Re: [Condor-users] Condor install and set up problems



You're welcome :)

2010/9/8 Seth Bardash <seth@xxxxxxxxxxxxxxxxxxxxxxx>
Thanks for the response. I took another route.

I un-installed the Centos 5 rpm's on the master and execute machines.

I loaded the tar.gz Centos condor file and ran the install similarly to the article mentioned BUT the master is master and submit only, the execute node is execute and submit only.

As we build the cluster up we will add more execute only nodes.

When I rebooted the execute node and restarted condor via condor_master it showed up using condor_status with all the correct info. I did this because the log file you mentioned showed some permission errors and I fixed those, then took the code in condor.sh and added it to the user .bash_profile file and rebooted to fix the path issues.

So.... thanks for getting me the right places to look into and the rest seems to be getting permissions, paths and config.local pointers correct.

Hopefully the developer can now build the web based job submission front end we need to allow our scientists to submit jobs on our heterogeneous cluster of compute servers.

Thanks Much!


Seth Bardash

Integrated Solutions and Systems LLC

719-495-5866   Shop Phone
719-337-4779   Cell

seth@xxxxxxxxxxxxxxxxxxxxxxx
Failure cannot survive knowledge and perseverance!



On 9/8/2010 9:51 AM, Edier Alberto Zapata Hernández wrote:
Hi, Some questions / suggests:

  1.

     The master is submit too?
     Ok I just see the artitle you told, some words about it:
       Set up a Master, Execute, Submit machine (all in one) is the
     worse case to use Condor.
       In my personal experience, when the Master can run jobs It will
     overload itself (because the 1st rank machine to run a task will
     be itself always).
     My preffer configuration is: 1 Master, submit machine and many
     execute or execute, submit nodes.
  2. When you run: *condor_status -any* what output you get?

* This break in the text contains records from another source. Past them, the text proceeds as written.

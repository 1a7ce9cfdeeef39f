/*
 * number.rs
 * Copyright (C) 2026 Chris Burdess
 *
 * This file is part of Scadenziario, a mailbox date-extraction exporter.
 *
 * Scadenziario is free software: you can redistribute it and/or modify
 * it under the terms of the GNU General Public License as published by
 * the Free Software Foundation, either version 3 of the License, or
 * (at your option) any later version.
 *
 * Scadenziario is distributed in the hope that it will be useful,
 * but WITHOUT ANY WARRANTY; without even the implied warranty of
 * MERCHANTABILITY or FITNESS FOR A PARTICULAR PURPOSE.  See the
 * GNU General Public License for more details.
 *
 * You should have received a copy of the GNU General Public License
 * along with Scadenziario.  If not, see <http://www.gnu.org/licenses/>.
 */

//! JSON number value (integer or float).

/// A JSON number: integer or floating-point.
#[derive(Debug, Clone, Copy, PartialEq)]
pub enum JsonNumber {
    I64(i64),
    F64(f64),
}

impl JsonNumber {
    pub fn as_i64(&self) -> Option<i64> {
        match self {
            JsonNumber::I64(n) => Some(*n),
            JsonNumber::F64(f) => {
                if f.fract() == 0.0 && *f >= i64::MIN as f64 && *f <= i64::MAX as f64 {
                    Some(*f as i64)
                } else {
                    None
                }
            }
        }
    }

    pub fn as_f64(&self) -> f64 {
        match self {
            JsonNumber::I64(n) => *n as f64,
            JsonNumber::F64(f) => *f,
        }
    }
}
/*
 * mod.rs
 * Copyright (C) 2026 Chris Burdess
 *
 * This file is part of Scadenziario, a mailbox date-extraction exporter.
 *
 * Scadenziario is free software: you can redistribute it and/or modify
 * it under the terms of the GNU General Public License as published by
 * the Free Software Foundation, either version 3 of the License, or
 * (at your option) any later version.
 *
 * Scadenziario is distributed in the hope that it will be useful,
 * but WITHOUT ANY WARRANTY; without even the implied warranty of
 * MERCHANTABILITY or FITNESS FOR A PARTICULAR PURPOSE.  See the
 * GNU General Public License for more details.
 *
 * You should have received a copy of the GNU General Public License
 * along with Scadenziario.  If not, see <http://www.gnu.org/licenses/>.
 */

//! Push-event JSON parsing for API response bodies.
//!
//! Responses are buffered whole before parsing, so the parser takes one
//! complete byte slice and delivers events to a `JsonContentHandler` —
//! no DOM tree, no serde on the wire. serde_json is reserved for local
//! persisted state (the token cache).

mod error;
mod handler;
mod number;
mod parser;

pub use error::JsonError;
pub use handler::JsonContentHandler;
pub use number::JsonNumber;
pub use parser::parse;
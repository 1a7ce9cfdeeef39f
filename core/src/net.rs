/*
 * net.rs
 * Copyright (C) 2026 Chris Burdess
 *
 * This file is part of Scadenziario, a mailbox date-extraction exporter.
 *
 * Scadenziario is free software: you can redistribute it and/or modify
 * it under the terms of the GNU General Public License as published by
 * the Free Software Foundation, either version 3 of the License, or
 * (at your option) any later version.
 *
 * Scadenziario is distributed in the hope that it will be useful,
 * but WITHOUT ANY WARRANTY; without even the implied warranty of
 * MERCHANTABILITY or FITNESS FOR A PARTICULAR PURPOSE.  See the
 * GNU General Public License for more details.
 *
 * You should have received a copy of the GNU General Public License
 * along with Scadenziario.  If not, see <http://www.gnu.org/licenses/>.
 */

//! TLS connection helpers: rustls client config and the HTTPS connect used
//! by the HTTP layer. HTTP/1.1 only, so the ALPN list offers just that.

use std::io;
use std::sync::Arc;
use std::time::Duration;

use tokio::net::TcpStream;
use tokio::time::timeout;
use tokio_rustls::client::TlsStream;
use tokio_rustls::rustls::client::ClientConfig;
use tokio_rustls::rustls::pki_types::ServerName;
use tokio_rustls::rustls::RootCertStore;
use tokio_rustls::TlsConnector;

const CONNECT_TIMEOUT: Duration = Duration::from_secs(15);

/// Build a root certificate store: platform native certs first, then
/// webpki-roots as fallback.
fn build_root_store() -> RootCertStore {
    let mut root_store = RootCertStore::empty();
    if let Ok(certs) = rustls_native_certs::load_native_certs() {
        for cert in certs {
            let _ = root_store.add(cert);
        }
    }
    if root_store.is_empty() {
        root_store.roots = webpki_roots::TLS_SERVER_ROOTS.iter().cloned().collect();
    }
    root_store
}

/// TLS client config for HTTP/1.1 (native + Mozilla roots, no client auth).
fn http_client_config() -> Arc<ClientConfig> {
    let mut config = ClientConfig::builder()
        .with_root_certificates(build_root_store())
        .with_no_client_auth();
    config.alpn_protocols = vec![b"http/1.1".to_vec()];
    Arc::new(config)
}

static CONNECTOR: std::sync::OnceLock<TlsConnector> = std::sync::OnceLock::new();

fn connector() -> &'static TlsConnector {
    CONNECTOR.get_or_init(|| TlsConnector::from(http_client_config()))
}

/// TCP connect with timeout, then immediate TLS handshake.
pub async fn connect_tls(host: &str, port: u16) -> io::Result<TlsStream<TcpStream>> {
    let addr = format!("{}:{}", host, port);
    let tcp = timeout(CONNECT_TIMEOUT, TcpStream::connect(&addr))
        .await
        .map_err(|_| io::Error::new(io::ErrorKind::TimedOut, "TCP connect timed out"))??;
    let server_name = ServerName::try_from(host.to_string())
        .map_err(|_| io::Error::new(io::ErrorKind::InvalidInput, "invalid host name"))?;
    connector()
        .connect(server_name, tcp)
        .await
        .map_err(|e| io::Error::new(io::ErrorKind::ConnectionRefused, e))
}
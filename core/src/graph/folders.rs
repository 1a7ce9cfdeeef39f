/*
 * folders.rs
 * Copyright (C) 2026 Chris Burdess
 *
 * This file is part of Scadenziario, a mailbox date-extraction exporter.
 *
 * Scadenziario is free software: you can redistribute it and/or modify
 * it under the terms of the GNU General Public License as published by
 * the Free Software Foundation, either version 3 of the License, or
 * (at your option) any later version.
 *
 * Scadenziario is distributed in the hope that it will be useful,
 * but WITHOUT ANY WARRANTY; without even the implied warranty of
 * MERCHANTABILITY or FITNESS FOR A PARTICULAR PURPOSE.  See the
 * GNU General Public License for more details.
 *
 * You should have received a copy of the GNU General Public License
 * along with Scadenziario.  If not, see <http://www.gnu.org/licenses/>.
 */

//! Folder path resolution: walk slash-separated display names down to a
//! service folder id.
//!
//! One listing per path segment, paginated; display-name matching is
//! case-insensitive exact, no fuzzy fallback. A `(parent id, name)` cache
//! avoids re-listing a segment repeated within one run. A first segment
//! absent from the top-level list is retried as a service well-known folder
//! name before failing.

use std::collections::HashMap;

use crate::error::{Error, FolderNotFound, RemoteError};
use crate::graph::handlers::{FolderPageHandler, SingleFolderHandler};
use crate::graph::{GraphClient, GRAPH_BASE_PATH};
use crate::http::{parse_https_url, Transport};

/// Display name used in errors for the top level of the mailbox.
const ROOT_DISPLAY: &str = "mailbox root";

/// Well-known folder id accepted by the service in place of a real id.
const WELL_KNOWN_INBOX: &str = "inbox";

pub struct FolderResolver<'a, T: Transport> {
    client: &'a GraphClient<T>,
    /// (parent folder id or "" for top level, lowercased segment) → folder id.
    cache: HashMap<(String, String), String>,
}

impl<'a, T: Transport> FolderResolver<'a, T> {
    pub fn new(client: &'a GraphClient<T>) -> Self {
        Self {
            client,
            cache: HashMap::new(),
        }
    }

    /// Resolve a slash-separated folder path to a folder id. An empty path
    /// is the mailbox root folder, resolved without any remote call.
    pub async fn resolve(&mut self, folder_path: &str) -> Result<String, Error> {
        let segments: Vec<&str> = folder_path
            .split('/')
            .map(str::trim)
            .filter(|s| !s.is_empty())
            .collect();
        if segments.is_empty() {
            return Ok(WELL_KNOWN_INBOX.to_string());
        }

        let mut parent_id = String::new();
        let mut parent_display = ROOT_DISPLAY.to_string();
        for segment in segments {
            let folder_id = self.resolve_segment(&parent_id, &parent_display, segment).await?;
            tracing::debug!(segment, folder_id = %folder_id, "resolved folder segment");
            parent_id = folder_id;
            parent_display = segment.to_string();
        }
        Ok(parent_id)
    }

    async fn resolve_segment(
        &mut self,
        parent_id: &str,
        parent_display: &str,
        segment: &str,
    ) -> Result<String, Error> {
        let cache_key = (parent_id.to_string(), segment.to_lowercase());
        if let Some(id) = self.cache.get(&cache_key) {
            return Ok(id.clone());
        }

        let mut path = if parent_id.is_empty() {
            format!(
                "{}/me/mailFolders?$top=100&$select=id,displayName",
                GRAPH_BASE_PATH
            )
        } else {
            format!(
                "{}/me/mailFolders/{}/childFolders?$top=100&$select=id,displayName",
                GRAPH_BASE_PATH, parent_id
            )
        };

        loop {
            let mut page = FolderPageHandler::new();
            self.client.get_parsed(&path, false, &mut page).await?;
            for entry in &page.entries {
                // Populate the cache with the whole page; sibling segments
                // repeated later in the run hit it without a remote call.
                self.cache
                    .entry((parent_id.to_string(), entry.display_name.to_lowercase()))
                    .or_insert_with(|| entry.id.clone());
            }
            if let Some(id) = self.cache.get(&cache_key) {
                return Ok(id.clone());
            }
            match page.next_link {
                Some(link) => {
                    let (_host, _port, next_path) = parse_https_url(&link)?;
                    path = next_path;
                }
                None => break,
            }
        }

        if parent_id.is_empty() {
            if let Some(id) = self.try_well_known(segment).await? {
                self.cache.insert(cache_key, id.clone());
                return Ok(id);
            }
        }

        Err(Error::FolderNotFound(FolderNotFound {
            segment: segment.to_string(),
            parent: parent_display.to_string(),
        }))
    }

    /// Probe a top-level segment as a service well-known folder name
    /// (e.g. "inbox", "sentitems"). Returns the real folder id, or None if
    /// the service does not know the name.
    async fn try_well_known(&self, segment: &str) -> Result<Option<String>, Error> {
        let candidate: String = segment
            .chars()
            .filter(|c| !c.is_whitespace())
            .collect::<String>()
            .to_lowercase();
        if candidate.is_empty() {
            return Ok(None);
        }
        let path = format!(
            "{}/me/mailFolders/{}?$select=id,displayName",
            GRAPH_BASE_PATH, candidate
        );
        let mut handler = SingleFolderHandler::new();
        match self.client.get_parsed(&path, false, &mut handler).await {
            Ok(()) => Ok(handler.id),
            Err(Error::Remote(RemoteError::Status { status: 404, .. })) => Ok(None),
            Err(e) => Err(e),
        }
    }
}
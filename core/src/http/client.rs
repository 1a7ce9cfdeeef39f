/*
 * client.rs
 * Copyright (C) 2026 Chris Burdess
 *
 * This file is part of Scadenziario, a mailbox date-extraction exporter.
 *
 * Scadenziario is free software: you can redistribute it and/or modify
 * it under the terms of the GNU General Public License as published by
 * the Free Software Foundation, either version 3 of the License, or
 * (at your option) any later version.
 *
 * Scadenziario is distributed in the hope that it will be useful,
 * but WITHOUT ANY WARRANTY; without even the implied warranty of
 * MERCHANTABILITY or FITNESS FOR A PARTICULAR PURPOSE.  See the
 * GNU General Public License for more details.
 *
 * You should have received a copy of the GNU General Public License
 * along with Scadenziario.  If not, see <http://www.gnu.org/licenses/>.
 */

//! HTTP connection over TLS and the network-backed `Transport`.
//!
//! One persistent keep-alive connection per transport; a request that fails
//! on a reused connection is replayed once on a fresh one (the server may
//! have closed the idle connection between pages).

use bytes::BytesMut;
use std::io;

use async_trait::async_trait;
use tokio::io::{AsyncReadExt, AsyncWriteExt};
use tokio::net::TcpStream;
use tokio_rustls::client::TlsStream;

use crate::error::RemoteError;
use crate::http::parser::ResponseParser;
use crate::http::request::Request;
use crate::http::response::HttpResponse;
use crate::http::Transport;
use crate::net::connect_tls;

const USER_AGENT: &str = concat!("scadenziario/", env!("CARGO_PKG_VERSION"));

/// One TLS connection. Sends a request, reads the complete response.
pub struct HttpConnection {
    stream: TlsStream<TcpStream>,
    host: String,
    port: u16,
    read_buf: BytesMut,
}

impl HttpConnection {
    pub async fn open(host: &str, port: u16) -> io::Result<Self> {
        let stream = connect_tls(host, port).await?;
        Ok(Self {
            stream,
            host: host.to_string(),
            port,
            read_buf: BytesMut::with_capacity(8192),
        })
    }

    /// Send the request and read until the response is complete.
    pub async fn send(&mut self, request: &Request) -> io::Result<HttpResponse> {
        self.write_request(request).await?;

        let mut parser = ResponseParser::new();
        // Leftover bytes from a previous exchange would be a framing bug;
        // each response is consumed fully, so start clean.
        self.read_buf.clear();
        loop {
            let mut tmp = [0u8; 8192];
            let n = self.stream.read(&mut tmp).await?;
            if n == 0 {
                parser.finish_eof()?;
                return Ok(parser.take_response());
            }
            self.read_buf.extend_from_slice(&tmp[..n]);
            parser.feed(&mut self.read_buf)?;
            if parser.is_done() {
                return Ok(parser.take_response());
            }
        }
    }

    async fn write_request(&mut self, request: &Request) -> io::Result<()> {
        let host_header = if self.port != 443 {
            format!("{}:{}", self.host, self.port)
        } else {
            self.host.clone()
        };
        let mut head = format!(
            "{} {} HTTP/1.1\r\nHost: {}\r\nUser-Agent: {}\r\nConnection: keep-alive\r\n",
            request.method.as_str(),
            request.path,
            host_header,
            USER_AGENT,
        );
        for (k, v) in &request.headers {
            head.push_str(k);
            head.push_str(": ");
            head.push_str(v);
            head.push_str("\r\n");
        }
        if let Some(body) = &request.body {
            if request.header_value("content-length").is_none() {
                head.push_str(&format!("Content-Length: {}\r\n", body.len()));
            }
        }
        head.push_str("\r\n");
        self.stream.write_all(head.as_bytes()).await?;
        if let Some(body) = &request.body {
            self.stream.write_all(body).await?;
        }
        self.stream.flush().await
    }
}

/// Network transport bound to one host. Holds the keep-alive connection.
pub struct HttpsTransport {
    host: String,
    port: u16,
    conn: tokio::sync::Mutex<Option<HttpConnection>>,
}

impl HttpsTransport {
    pub fn new(host: impl Into<String>, port: u16) -> Self {
        Self {
            host: host.into(),
            port,
            conn: tokio::sync::Mutex::new(None),
        }
    }
}

#[async_trait]
impl Transport for HttpsTransport {
    async fn send(&self, request: Request) -> Result<HttpResponse, RemoteError> {
        let mut guard = self.conn.lock().await;
        let reused = guard.is_some();
        if guard.is_none() {
            *guard = Some(HttpConnection::open(&self.host, self.port).await?);
        }
        let result = guard.as_mut().expect("connection present").send(&request).await;
        let response = match result {
            Ok(r) => r,
            Err(e) if reused => {
                // Idle keep-alive connection was closed server-side; one
                // fresh attempt.
                tracing::debug!(host = %self.host, error = %e, "reconnecting stale connection");
                *guard = None;
                let mut fresh = HttpConnection::open(&self.host, self.port).await?;
                let response = fresh.send(&request).await?;
                *guard = Some(fresh);
                response
            }
            Err(e) => {
                *guard = None;
                return Err(RemoteError::Io(e));
            }
        };
        if response
            .header("connection")
            .is_some_and(|v| v.eq_ignore_ascii_case("close"))
        {
            *guard = None;
        }
        Ok(response)
    }
}
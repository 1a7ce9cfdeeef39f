/*
 * grammar.rs
 * Copyright (C) 2026 Chris Burdess
 *
 * This file is part of Scadenziario, a mailbox date-extraction exporter.
 *
 * Scadenziario is free software: you can redistribute it and/or modify
 * it under the terms of the GNU General Public License as published by
 * the Free Software Foundation, either version 3 of the License, or
 * (at your option) any later version.
 *
 * Scadenziario is distributed in the hope that it will be useful,
 * but WITHOUT ANY WARRANTY; without even the implied warranty of
 * MERCHANTABILITY or FITNESS FOR A PARTICULAR PURPOSE.  See the
 * GNU General Public License for more details.
 *
 * You should have received a copy of the GNU General Public License
 * along with Scadenziario.  If not, see <http://www.gnu.org/licenses/>.
 */

//! Grammar-based date scanner: spelled-out and relative expressions.
//!
//! Recognized forms:
//! - `15th March 2025`, `3 Mar`, `21 November, 1997` (day month [year])
//! - `March 3, 2025`, `Mar 3` (month day [, year])
//! - `today`, `tomorrow`, `yesterday`
//! - `next monday` (strictly after the anchor date, 1–7 days ahead)
//!
//! A missing year resolves to the anchor year. Two-digit years use the
//! 00–49/50–99 windowing rule. Expressions that survive scanning but do not
//! form a real calendar date (e.g. `31 February 2025`) are dropped.

use chrono::{Datelike, Days, NaiveDate};

use crate::extract::{
    expand_two_digit_year, month_from_token, weekday_from_token, DateCandidate, Strategy,
};

/// Scan `text` for grammar-form dates anchored at `anchor`.
pub(crate) fn scan(text: &str, anchor: NaiveDate) -> Vec<DateCandidate> {
    let bytes = text.as_bytes();
    let mut out = Vec::new();
    let mut pos = 0;

    while pos < bytes.len() {
        let at_boundary = pos == 0 || !bytes[pos - 1].is_ascii_alphanumeric();
        if at_boundary {
            let matched = if bytes[pos].is_ascii_digit() {
                try_day_first(text, pos, anchor)
            } else if bytes[pos].is_ascii_alphabetic() {
                try_word_form(text, pos, anchor)
            } else {
                None
            };
            if let Some((date, end)) = matched {
                out.push(DateCandidate {
                    date,
                    position: pos,
                    strategy: Strategy::Grammar,
                });
                pos = end;
                continue;
            }
        }
        pos += 1;
    }
    out
}

/// `<day>[st|nd|rd|th] <month-name>[,] [<year>]` starting at `pos`.
/// Returns the date and the byte offset just past the match.
fn try_day_first(text: &str, pos: usize, anchor: NaiveDate) -> Option<(NaiveDate, usize)> {
    let mut cur = Cursor::new(text, pos);
    let day = cur.take_number(2)?;
    if !(1..=31).contains(&day) {
        return None;
    }
    cur.take_ordinal_suffix();
    if !cur.skip_whitespace() {
        return None;
    }
    let month_token = cur.take_word()?;
    let month = month_from_token(&month_token)?;
    let end_without_year = cur.pos;

    // Optional year, possibly after a comma.
    let mut year_cur = cur.clone();
    year_cur.take_comma();
    year_cur.skip_whitespace();
    if let Some((year, end)) = year_cur.take_year() {
        if let Some(date) = NaiveDate::from_ymd_opt(year, month, day as u32) {
            return Some((date, end));
        }
        // Real month/day but impossible date; dropped at normalization.
        return None;
    }

    NaiveDate::from_ymd_opt(anchor.year(), month, day as u32).map(|d| (d, end_without_year))
}

/// Word-led forms at `pos`: month-first dates, `today`-class words, and
/// `next <weekday>`.
fn try_word_form(text: &str, pos: usize, anchor: NaiveDate) -> Option<(NaiveDate, usize)> {
    let mut cur = Cursor::new(text, pos);
    let word = cur.take_word()?;
    let lower = word.to_lowercase();

    match lower.as_str() {
        "today" => return Some((anchor, cur.pos)),
        "tomorrow" => return anchor.checked_add_days(Days::new(1)).map(|d| (d, cur.pos)),
        "yesterday" => return anchor.checked_sub_days(Days::new(1)).map(|d| (d, cur.pos)),
        "next" => {
            if !cur.skip_whitespace() {
                return None;
            }
            let weekday_token = cur.take_word()?;
            let target = weekday_from_token(&weekday_token)?;
            let current = anchor.weekday().num_days_from_monday();
            let days_ahead = ((target + 7 - current - 1) % 7) + 1;
            return anchor
                .checked_add_days(Days::new(days_ahead as u64))
                .map(|d| (d, cur.pos));
        }
        _ => {}
    }

    // `<month-name> <day>[st|nd|rd|th][, <year>]`
    let month = month_from_token(&word)?;
    if !cur.skip_whitespace() {
        return None;
    }
    let day = cur.take_number(2)?;
    if !(1..=31).contains(&day) {
        return None;
    }
    cur.take_ordinal_suffix();
    let end_without_year = cur.pos;

    let mut year_cur = cur.clone();
    year_cur.take_comma();
    year_cur.skip_whitespace();
    if let Some((year, end)) = year_cur.take_year() {
        return NaiveDate::from_ymd_opt(year, month, day as u32).map(|d| (d, end));
    }

    NaiveDate::from_ymd_opt(anchor.year(), month, day as u32).map(|d| (d, end_without_year))
}

// ── Cursor ────────────────────────────────────────────────────────────

/// Byte cursor over the source text with token-level helpers.
#[derive(Clone)]
struct Cursor<'a> {
    bytes: &'a [u8],
    pos: usize,
}

impl<'a> Cursor<'a> {
    fn new(text: &'a str, pos: usize) -> Self {
        Self {
            bytes: text.as_bytes(),
            pos,
        }
    }

    fn peek(&self) -> Option<u8> {
        self.bytes.get(self.pos).copied()
    }

    /// Consume up to `max_digits` digits; fails on none or on a digit run
    /// longer than `max_digits` (no boundary).
    fn take_number(&mut self, max_digits: usize) -> Option<i32> {
        let start = self.pos;
        while self.peek().is_some_and(|b| b.is_ascii_digit()) {
            self.pos += 1;
        }
        let len = self.pos - start;
        if len == 0 || len > max_digits {
            self.pos = start;
            return None;
        }
        std::str::from_utf8(&self.bytes[start..self.pos])
            .ok()?
            .parse()
            .ok()
    }

    /// A 4-digit year, or a 2-digit year expanded by the windowing rule.
    /// The digit run must end at a word boundary.
    fn take_year(&mut self) -> Option<(i32, usize)> {
        let start = self.pos;
        while self.peek().is_some_and(|b| b.is_ascii_digit()) {
            self.pos += 1;
        }
        let len = self.pos - start;
        let year = match len {
            4 => std::str::from_utf8(&self.bytes[start..self.pos])
                .ok()?
                .parse::<i32>()
                .ok()?,
            2 => {
                let yy = std::str::from_utf8(&self.bytes[start..self.pos])
                    .ok()?
                    .parse::<i32>()
                    .ok()?;
                expand_two_digit_year(yy)
            }
            _ => {
                self.pos = start;
                return None;
            }
        };
        if self.peek().is_some_and(|b| b.is_ascii_alphanumeric()) {
            self.pos = start;
            return None;
        }
        Some((year, self.pos))
    }

    /// Consume an ASCII letter run.
    fn take_word(&mut self) -> Option<String> {
        let start = self.pos;
        while self.peek().is_some_and(|b| b.is_ascii_alphabetic()) {
            self.pos += 1;
        }
        if self.pos == start {
            return None;
        }
        std::str::from_utf8(&self.bytes[start..self.pos])
            .ok()
            .map(str::to_string)
    }

    /// Consume `st`/`nd`/`rd`/`th` after a day number, if present.
    fn take_ordinal_suffix(&mut self) {
        const SUFFIXES: [&[u8; 2]; 4] = [b"st", b"nd", b"rd", b"th"];
        if self.bytes.len() - self.pos < 2 {
            return;
        }
        let pair = [
            self.bytes[self.pos].to_ascii_lowercase(),
            self.bytes[self.pos + 1].to_ascii_lowercase(),
        ];
        if SUFFIXES.iter().any(|s| **s == pair) {
            // Must not be the start of a longer word ("3rdparty" is not a day).
            let after = self.bytes.get(self.pos + 2);
            if !after.is_some_and(|b| b.is_ascii_alphanumeric()) {
                self.pos += 2;
            }
        }
    }

    /// Consume one optional comma.
    fn take_comma(&mut self) {
        if self.peek() == Some(b',') {
            self.pos += 1;
        }
    }

    /// Consume spaces/tabs; true if at least one was consumed.
    fn skip_whitespace(&mut self) -> bool {
        let start = self.pos;
        while self.peek().is_some_and(|b| b == b' ' || b == b'\t') {
            self.pos += 1;
        }
        self.pos > start
    }
}
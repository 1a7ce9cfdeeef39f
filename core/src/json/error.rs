/*
 * error.rs
 * Copyright (C) 2026 Chris Burdess
 *
 * This file is part of Scadenziario, a mailbox date-extraction exporter.
 *
 * Scadenziario is free software: you can redistribute it and/or modify
 * it under the terms of the GNU General Public License as published by
 * the Free Software Foundation, either version 3 of the License, or
 * (at your option) any later version.
 *
 * Scadenziario is distributed in the hope that it will be useful,
 * but WITHOUT ANY WARRANTY; without even the implied warranty of
 * MERCHANTABILITY or FITNESS FOR A PARTICULAR PURPOSE.  See the
 * GNU General Public License for more details.
 *
 * You should have received a copy of the GNU General Public License
 * along with Scadenziario.  If not, see <http://www.gnu.org/licenses/>.
 */

//! JSON parse errors.

use std::fmt;

/// Error during JSON parsing, with the byte offset where it was detected.
#[derive(Debug)]
pub struct JsonError {
    message: String,
    offset: usize,
}

impl JsonError {
    pub fn new(msg: impl Into<String>, offset: usize) -> Self {
        Self {
            message: msg.into(),
            offset,
        }
    }
}

impl fmt::Display for JsonError {
    fn fmt(&self, f: &mut fmt::Formatter<'_>) -> fmt::Result {
        write!(f, "{} at byte {}", self.message, self.offset)
    }
}

impl std::error::Error for JsonError {}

     *condor_status -any* shows a list of the "daemons" found in the
     cluster, you want to see if there is some nodes appart of the
     master in that list.
  3. In the Master and the execute nodes, check the

     CONDOR_HOME/local.HOSTNAME/log/MasterLog file.
     If Condor found something wrong at the start, It will record it there.
     You should give a look to the other Log Files in that folder too.
  4. If there is no fail in any of the log Files... check if the

     Firewall is running, some firewalls block Condor's ports, so It
     can't connect between Master and nodes.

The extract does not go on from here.